Just over Two years before his death Nick was diagnosed with a syndrome called Familial Adenomatous Polyposis (FAP) which is an inherited pre-disposition to form polyps ( like small cysts) in the lining of the large bowel or colon. FAP results from small changes in the structure of certain genes in a persons DNA - modifications which we are all susceptible to from conception. Over time some of these polyps may become enlarged and turn cancerous - although this had not yet occurred in Nick and is extremely rare in young people below the age of 35. The problem usually remains localised in the bowel and it was previously considered highly unlikely that other tumours would occur elsewhere in the body as a result of FAP and particularly in the stomach of one so young as Nick.. The stomach is therefore not routinely investigated in FAP sufferers.

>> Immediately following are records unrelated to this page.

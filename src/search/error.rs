use thiserror::Error;

/// Errors produced while validating or executing a segment search
#[derive(Debug, Error)]
pub enum SearchError {
    /// Query absent or shorter than two characters after trimming
    #[error("Query parameter \"q\" is required and must be at least 2 characters")]
    InvalidQuery,

    /// Non-numeric or out-of-range limit/offset
    #[error("Invalid limit or offset parameters: {0}")]
    InvalidParams(String),

    /// Candidate fetch from the segment store failed
    #[error(transparent)]
    Store(#[from] anyhow::Error),
}

impl SearchError {
    /// Machine-readable code reported to callers
    pub fn code(&self) -> &'static str {
        match self {
            SearchError::InvalidQuery => "INVALID_QUERY",
            SearchError::InvalidParams(_) => "INVALID_PARAMS",
            SearchError::Store(_) => "SEARCH_FAILED",
        }
    }

    /// True when the request itself was rejected (as opposed to an infrastructure failure)
    pub fn is_caller_error(&self) -> bool {
        !matches!(self, SearchError::Store(_))
    }
}

#[cfg(test)]
mod tests {
    use super::*;

    #[test]
    fn test_error_codes() {
        assert_eq!(SearchError::InvalidQuery.code(), "INVALID_QUERY");
        assert_eq!(
            SearchError::InvalidParams("limit".to_string()).code(),
            "INVALID_PARAMS"
        );
        assert_eq!(
            SearchError::Store(anyhow::anyhow!("db down")).code(),
            "SEARCH_FAILED"
        );
    }

    #[test]
    fn test_store_error_is_not_caller_error() {
        assert!(SearchError::InvalidQuery.is_caller_error());
        assert!(!SearchError::Store(anyhow::anyhow!("db down")).is_caller_error());
        // Store failures keep the upstream message
        assert_eq!(
            SearchError::Store(anyhow::anyhow!("db down")).to_string(),
            "db down"
        );
    }
}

The recommended management of Nick ( in common with others of his age) was by annual colonoscopy – internal fibre-optic investigation - to monitor the number and any change in the character of polyps in the bowel, pending later consideration to surgery preventative removal of the colon at an appropriate time, possibly on completion of his A-Levels or University course.
His last such colonoscopy, carried out in December 2001, showed no appreciable changes and his family were all very relieved at that time, since the short-term outlook was extremely positive.
No link has yet been definitively established between Nick’s FAP and the Gastric Cancer he contracted, however comparative data is insufficient and research simply not far enough advanced in the UK to absolutely rule it. This, for many in the population, creates an unacceptable unknown - and it is impossible to conceive that Nick was simply the unluckiest man on the planet.
Current evidence suggests that the incidence of FAP in the UK population could be as high as 1 in every 2,500 people, which would mean that there were nearly 25,000 sufferers in the UK. Bowel Cancer currently kills 16,000 people in the UK each year with around 100 new cases are diagnosed each day - and you don’t catch bowel cancer.
If polyposis is left untreated into middle life it will cause Cancer. FAP sufferers are, therefore effectively walking around with a genetic time-bomb inside them which is programmed to “go-off” when detonated by an, as yet, unknown catalyst. Yet screening is inconsistent, awareness is low and research poorly coordinated.
This situation requires changing and is the underlying reason why we have established the Nick Everton Trust in his memory. To ensure that his tragic death will be marked and used for some positive purpose to help other young people like him avoid similar suffering and to continue his own ethic of helping others.